I absolutely feel with you if you want to give up. Learning to play the violin can feel like an endless struggle. But I wonder if you (yes, you!) might feel the same way. That despite all the struggles, frustration, you can’t “let go” of the violin. If you also fell in love with the violin once, just like me… You will understand what I mean.
If you quit playing, you will never truly let violin go. It will be in the back of your mind until the day you die. If you feel that way, it does not matter how crappy you play compared to some other “great” violinists. Remember, if you compare yourself to Hilary Hahn, almost every professional violin player should quit.
It also doesn’t matter that other people tell you that you are wasting your time practicing, and you could be doing more useful or productive things instead. Your soul decided to become a violin player.
For some reason, you are meant to go through the struggles. To feel incompetent and frustrated, but to still continue practicing. This road might not be the easiest. But in the end, it is the road that is true for you. You are allowed to distract yourself by quitting. But if you fell in love with violin, you know deep down, that you won’t be able to stop thinking about your violin. A voice in the back of your head will remind you of your violin sitting abandoned in the corner. That is your intuition speaking.
I believe that the road to fulfillment is not always choosing the easiest path.
On the day I die, I can’t imagine that I would think “oh, how nice that my life was “easy”. I imagine that when I’ll almost die, I realize more than ever, how amazing it is to simply be alive. To feel, to breathe, to experience new things. And that it doesn’t matter if you always feel good. It is mainly just this feeling of being alive.
Following my intuition to learn the violin brought me unexpected gifts.
Violin did certainly not always make my life easier.

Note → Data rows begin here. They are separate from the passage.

//! Sliding-window rate limiting keyed by client address.
//!
//! In-memory and single-process. Every admission decision takes the same
//! mutex, so concurrent check-then-record sequences cannot interleave.

use std::collections::{HashMap, VecDeque};
use std::sync::Mutex;
use std::time::{Duration, Instant};
use tracing::debug;

#[derive(Debug)]
pub struct RateLimiter {
    window: Duration,
    max_requests: usize,
    history: Mutex<HashMap<String, VecDeque<Instant>>>,
}

impl RateLimiter {
    pub fn new(window: Duration, max_requests: usize) -> Self {
        Self {
            window,
            max_requests,
            history: Mutex::new(HashMap::new()),
        }
    }

    pub fn window(&self) -> Duration {
        self.window
    }

    /// Record a request from `client_key` at `now` if it fits in the window.
    ///
    /// Expired timestamps are swept for every key first. A rejected request is
    /// not recorded, so it does not extend the client's penalty.
    pub fn admit(&self, client_key: &str, now: Instant) -> bool {
        let mut history = self.history.lock().unwrap_or_else(|e| e.into_inner());

        let window = self.window;
        history.retain(|_, stamps| {
            while let Some(oldest) = stamps.front() {
                if now.saturating_duration_since(*oldest) >= window {
                    stamps.pop_front();
                } else {
                    break;
                }
            }
            !stamps.is_empty()
        });

        let stamps = history.entry(client_key.to_string()).or_default();
        if stamps.len() >= self.max_requests {
            debug!(
                "RateLimiter: rejecting {} ({} requests in {:?})",
                client_key,
                stamps.len(),
                window
            );
            return false;
        }
        stamps.push_back(now);
        true
    }
}
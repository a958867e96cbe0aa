//! Liveness/readiness probe for the OCR server.
//!
//! Exits 0 only when `GET /health` answers 200 with `ocr_ready: true`.
//! Target URL comes from `OCR_HEALTH_URL`, else `http://localhost:$OCR_PORT/health`.

use std::process::ExitCode;
use std::time::Duration;

use serde::Deserialize;

const DEFAULT_TIMEOUT_SECS: u64 = 10;

#[derive(Debug, Deserialize)]
struct HealthBody {
    #[serde(default)]
    ocr_ready: bool,
}

#[derive(Debug, PartialEq)]
enum Verdict {
    Healthy,
    NotReady,
    HttpStatus(u16),
    BadBody(String),
}

impl std::fmt::Display for Verdict {
    fn fmt(&self, f: &mut std::fmt::Formatter<'_>) -> std::fmt::Result {
        match self {
            Verdict::Healthy => write!(f, "OCR server healthy"),
            Verdict::NotReady => write!(f, "OCR not ready"),
            Verdict::HttpStatus(code) => write!(f, "HTTP {}", code),
            Verdict::BadBody(e) => write!(f, "unreadable health body: {}", e),
        }
    }
}

fn evaluate(status: u16, body: &str) -> Verdict {
    if status != 200 {
        return Verdict::HttpStatus(status);
    }
    match serde_json::from_str::<HealthBody>(body) {
        Ok(health) if health.ocr_ready => Verdict::Healthy,
        Ok(_) => Verdict::NotReady,
        Err(e) => Verdict::BadBody(e.to_string()),
    }
}

fn health_url() -> String {
    std::env::var("OCR_HEALTH_URL").unwrap_or_else(|_| {
        let port = std::env::var("OCR_PORT").unwrap_or_else(|_| "8501".to_string());
        format!("http://localhost:{}/health", port)
    })
}

async fn check(url: &str, timeout: Duration) -> anyhow::Result<Verdict> {
    let client = reqwest::Client::builder().timeout(timeout).build()?;
    let response = client.get(url).send().await.map_err(|e| {
        if e.is_timeout() {
            anyhow::anyhow!("timeout after {:?}", timeout)
        } else if e.is_connect() {
            anyhow::anyhow!("connection refused")
        } else {
            anyhow::anyhow!(e)
        }
    })?;
    let status = response.status().as_u16();
    let body = response.text().await?;
    Ok(evaluate(status, &body))
}

#[tokio::main]
async fn main() -> ExitCode {
    let timeout = std::env::var("OCR_HEALTH_TIMEOUT_SECS")
        .ok()
        .and_then(|s| s.parse().ok())
        .unwrap_or(DEFAULT_TIMEOUT_SECS);
    let url = health_url();

    match check(&url, Duration::from_secs(timeout)).await {
        Ok(Verdict::Healthy) => {
            println!("Health check: {}", Verdict::Healthy);
            ExitCode::SUCCESS
        }
        Ok(verdict) => {
            eprintln!("Health check failed: {}", verdict);
            ExitCode::FAILURE
        }
        Err(e) => {
            eprintln!("Health check failed: {:#}", e);
            ExitCode::FAILURE
        }
    }
}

But it did bring people in my life that I love… Friendships that will hopefully last a lifetime… Remarkable life experiences that I could never have had without… An true appreciation for classical music, arts and history… A love for learning something new every day… All in all, it made my life a lot more interesting.
Maybe that is the reason that my intuition told me to embark on this journey? In the end, following my intuition is what makes me feel alive.
Even if my intuition tells me to do things that seem very difficult, I have no other choice than to trust that voice. I decided to follow my intuition. And so I decided to learn the violin.